START Task input

//! 晋江 URL 模板
//!
//! 抓取地址可以通过站点配置改写；书籍 id 的识别规则始终绑定正式域名。

use std::sync::LazyLock;

use encoding_rs::GB18030;
use percent_encoding::{AsciiSet, NON_ALPHANUMERIC, percent_encode};
use regex::Regex;
use url::Url;

use crate::core::config::SiteConfig;

/// 在 `identifiers` 中保存书籍 id 使用的键
pub const PROVIDER_ID: &str = "jinjiang";

pub const CATALOG_ORIGIN: &str = "https://www.jjwxc.net";
pub const IMAGE_ORIGIN: &str = "https://i9-static.jjwxc.net";

static BOOK_URL_PATTERN: LazyLock<Regex> = LazyLock::new(|| {
    Regex::new(r".jjwxc\.net/onebook\.php\?novelid=(\d+)").expect("valid regex")
});

static CATALOG_BASE: LazyLock<Url> =
    LazyLock::new(|| Url::parse(CATALOG_ORIGIN).expect("valid catalog origin"));

/// 与站点搜索框提交时一致的转义集合
const QUERY_ESCAPE: &AsciiSet = &NON_ALPHANUMERIC
    .remove(b'-')
    .remove(b'.')
    .remove(b'_')
    .remove(b'~')
    .remove(b'/');

/// 正式站点根地址，用于补全站内相对链接
pub fn catalog_base() -> &'static Url {
    &CATALOG_BASE
}

/// 正式详情页地址
pub fn book_url(id: &str) -> String {
    format!("{}/onebook.php?novelid={}", CATALOG_ORIGIN, id)
}

/// 从详情页 URL 中解析书籍 id
///
/// 必须恰好匹配一次，零次或多次都视为没有 id。
pub fn id_from_url(url: &str) -> Option<String> {
    let mut matches = BOOK_URL_PATTERN.captures_iter(url);
    let first = matches.next()?;
    if matches.next().is_some() {
        return None;
    }
    Some(first[1].to_string())
}

/// 搜索关键字按 GB18030 编码后再百分号转义
pub fn encode_query(text: &str) -> String {
    let (bytes, _, _) = GB18030.encode(text);
    percent_encode(&bytes, QUERY_ESCAPE).to_string()
}

/// 抓取用的 URL 集合
#[derive(Debug, Clone)]
pub struct CatalogUrls {
    base: String,
    image_base: String,
}

impl CatalogUrls {
    pub fn new(config: &SiteConfig) -> Self {
        let base = config.base_url.as_deref().unwrap_or(CATALOG_ORIGIN);
        let image_base = config.image_base_url.as_deref().unwrap_or(IMAGE_ORIGIN);
        Self {
            base: base.trim_end_matches('/').to_string(),
            image_base: image_base.trim_end_matches('/').to_string(),
        }
    }

    pub fn detail_url(&self, id: &str) -> String {
        format!("{}/onebook.php?novelid={}", self.base, id)
    }

    /// `t=1` 只搜书名，`ord=novelsize` 按字数排序
    pub fn search_url(&self, title: &str) -> String {
        format!(
            "{}/search.php?kw={}&ord=novelsize&t=1",
            self.base,
            encode_query(title)
        )
    }

    pub fn default_cover_url(&self, id: &str) -> String {
        format!("{}/novelimage.php?novelid={}", self.image_base, id)
    }
}

impl Default for CatalogUrls {
    fn default() -> Self {
        Self::new(&SiteConfig::default())
    }
}

#[cfg(test)]
mod tests {
    use super::*;

    #[test]
    fn templates_use_canonical_hosts() {
        let urls = CatalogUrls::default();
        assert_eq!(
            urls.detail_url("3146241"),
            "https://www.jjwxc.net/onebook.php?novelid=3146241"
        );
        assert_eq!(
            urls.default_cover_url("3146241"),
            "https://i9-static.jjwxc.net/novelimage.php?novelid=3146241"
        );
        assert_eq!(book_url("42"), "https://www.jjwxc.net/onebook.php?novelid=42");
    }

    #[test]
    fn search_url_is_gb18030_encoded() {
        let urls = CatalogUrls::default();
        assert_eq!(
            urls.search_url("天官赐福"),
            "https://www.jjwxc.net/search.php?kw=%CC%EC%B9%D9%B4%CD%B8%A3&ord=novelsize&t=1"
        );
        assert_eq!(
            urls.search_url(""),
            "https://www.jjwxc.net/search.php?kw=&ord=novelsize&t=1"
        );
        assert_eq!(encode_query("a b/c~"), "a%20b/c~");
    }

    #[test]
    fn configured_base_is_trimmed() {
        let cfg = SiteConfig::builder()
            .base_url("http://127.0.0.1:9000/")
            .image_base_url("http://127.0.0.1:9001")
            .build();
        let urls = CatalogUrls::new(&cfg);
        assert_eq!(
            urls.detail_url("1"),
            "http://127.0.0.1:9000/onebook.php?novelid=1"
        );
        assert_eq!(
            urls.default_cover_url("1"),
            "http://127.0.0.1:9001/novelimage.php?novelid=1"
        );
    }

    #[test]
    fn id_requires_exactly_one_match() {
        assert_eq!(
            id_from_url("https://www.jjwxc.net/onebook.php?novelid=3146241").as_deref(),
            Some("3146241")
        );
        assert_eq!(
            id_from_url("http://my.jjwxc.net/onebook.php?novelid=7&chapterid=2").as_deref(),
            Some("7")
        );
        assert_eq!(id_from_url("https://www.jjwxc.net/oneauthor.php?authorid=1"), None);
        assert_eq!(
            id_from_url(
                "https://www.jjwxc.net/onebook.php?novelid=1#https://www.jjwxc.net/onebook.php?novelid=2"
            ),
            None
        );
    }
}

END Task input

**What to produce:** Every entry, from first to last, is to be reproduced exactly.

**Exercise answer:**
//! 晋江 URL 模板
//!
//! 抓取地址可以通过站点配置改写；书籍 id 的识别规则始终绑定正式域名。

use std::sync::LazyLock;

use encoding_rs::GB18030;
use percent_encoding::{AsciiSet, NON_ALPHANUMERIC, percent_encode};
use regex::Regex;
use url::Url;

use crate::core::config::SiteConfig;

/// 在 `identifiers` 中保存书籍 id 使用的键
pub const PROVIDER_ID: &str = "jinjiang";

pub const CATALOG_ORIGIN: &str = "https://www.jjwxc.net";
pub const IMAGE_ORIGIN: &str = "https://i9-static.jjwxc.net";

static BOOK_URL_PATTERN: LazyLock<Regex> = LazyLock::new(|| {
    Regex::new(r".jjwxc\.net/onebook\.php\?novelid=(\d+)").expect("valid regex")
});

static CATALOG_BASE: LazyLock<Url> =
    LazyLock::new(|| Url::parse(CATALOG_ORIGIN).expect("valid catalog origin"));

/// 与站点搜索框提交时一致的转义集合
const QUERY_ESCAPE: &AsciiSet = &NON_ALPHANUMERIC
    .remove(b'-')
    .remove(b'.')
    .remove(b'_')
    .remove(b'~')
    .remove(b'/');

/// 正式站点根地址，用于补全站内相对链接
pub fn catalog_base() -> &'static Url {
    &CATALOG_BASE
}

/// 正式详情页地址
pub fn book_url(id: &str) -> String {
    format!("{}/onebook.php?novelid={}", CATALOG_ORIGIN, id)
}

/// 从详情页 URL 中解析书籍 id
///
/// 必须恰好匹配一次，零次或多次都视为没有 id。
pub fn id_from_url(url: &str) -> Option<String> {
    let mut matches = BOOK_URL_PATTERN.captures_iter(url);
    let first = matches.next()?;
    if matches.next().is_some() {
        return None;
    }
    Some(first[1].to_string())
}

/// 搜索关键字按 GB18030 编码后再百分号转义
pub fn encode_query(text: &str) -> String {
    let (bytes, _, _) = GB18030.encode(text);
    percent_encode(&bytes, QUERY_ESCAPE).to_string()
}

/// 抓取用的 URL 集合
#[derive(Debug, Clone)]
pub struct CatalogUrls {
    base: String,
    image_base: String,
}

impl CatalogUrls {
    pub fn new(config: &SiteConfig) -> Self {
        let base = config.base_url.as_deref().unwrap_or(CATALOG_ORIGIN);
        let image_base = config.image_base_url.as_deref().unwrap_or(IMAGE_ORIGIN);
        Self {
            base: base.trim_end_matches('/').to_string(),
            image_base: image_base.trim_end_matches('/').to_string(),
        }
    }

    pub fn detail_url(&self, id: &str) -> String {
        format!("{}/onebook.php?novelid={}", self.base, id)
    }

    /// `t=1` 只搜书名，`ord=novelsize` 按字数排序
    pub fn search_url(&self, title: &str) -> String {
        format!(
            "{}/search.php?kw={}&ord=novelsize&t=1",
            self.base,
            encode_query(title)
        )
    }

    pub fn default_cover_url(&self, id: &str) -> String {
        format!("{}/novelimage.php?novelid={}", self.image_base, id)
    }
}

impl Default for CatalogUrls {
    fn default() -> Self {
        Self::new(&SiteConfig::default())
    }
}

#[cfg(test)]
mod tests {
    use super::*;

    #[test]
    fn templates_use_canonical_hosts() {
        let urls = CatalogUrls::default();
        assert_eq!(
            urls.detail_url("3146241"),
            "https://www.jjwxc.net/onebook.php?novelid=3146241"
        );
        assert_eq!(
            urls.default_cover_url("3146241"),
            "https://i9-static.jjwxc.net/novelimage.php?novelid=3146241"
        );
        assert_eq!(book_url("42"), "https://www.jjwxc.net/onebook.php?novelid=42");
    }

    #[test]
    fn search_url_is_gb18030_encoded() {
        let urls = CatalogUrls::default();
        assert_eq!(
            urls.search_url("天官赐福"),
            "https://www.jjwxc.net/search.php?kw=%CC%EC%B9%D9%B4%CD%B8%A3&ord=novelsize&t=1"
        );
        assert_eq!(
            urls.search_url(""),
            "https://www.jjwxc.net/search.php?kw=&ord=novelsize&t=1"
        );
        assert_eq!(encode_query("a b/c~"), "a%20b/c~");
    }

    #[test]
    fn configured_base_is_trimmed() {
        let cfg = SiteConfig::builder()
            .base_url("http://127.0.0.1:9000/")
            .image_base_url("http://127.0.0.1:9001")
            .build();
        let urls = CatalogUrls::new(&cfg);
        assert_eq!(
            urls.detail_url("1"),
            "http://127.0.0.1:9000/onebook.php?novelid=1"
        );
        assert_eq!(
            urls.default_cover_url("1"),
            "http://127.0.0.1:9001/novelimage.php?novelid=1"
        );
    }

    #[test]
    fn id_requires_exactly_one_match() {
        assert_eq!(
            id_from_url("https://www.jjwxc.net/onebook.php?novelid=3146241").as_deref(),
            Some("3146241")
        );
        assert_eq!(
            id_from_url("http://my.jjwxc.net/onebook.php?novelid=7&chapterid=2").as_deref(),
            Some("7")
        );
        assert_eq!(id_from_url("https://www.jjwxc.net/oneauthor.php?authorid=1"), None);
        assert_eq!(
            id_from_url(
                "https://www.jjwxc.net/onebook.php?novelid=1#https://www.jjwxc.net/onebook.php?novelid=2"
            ),
            None
        );
    }
}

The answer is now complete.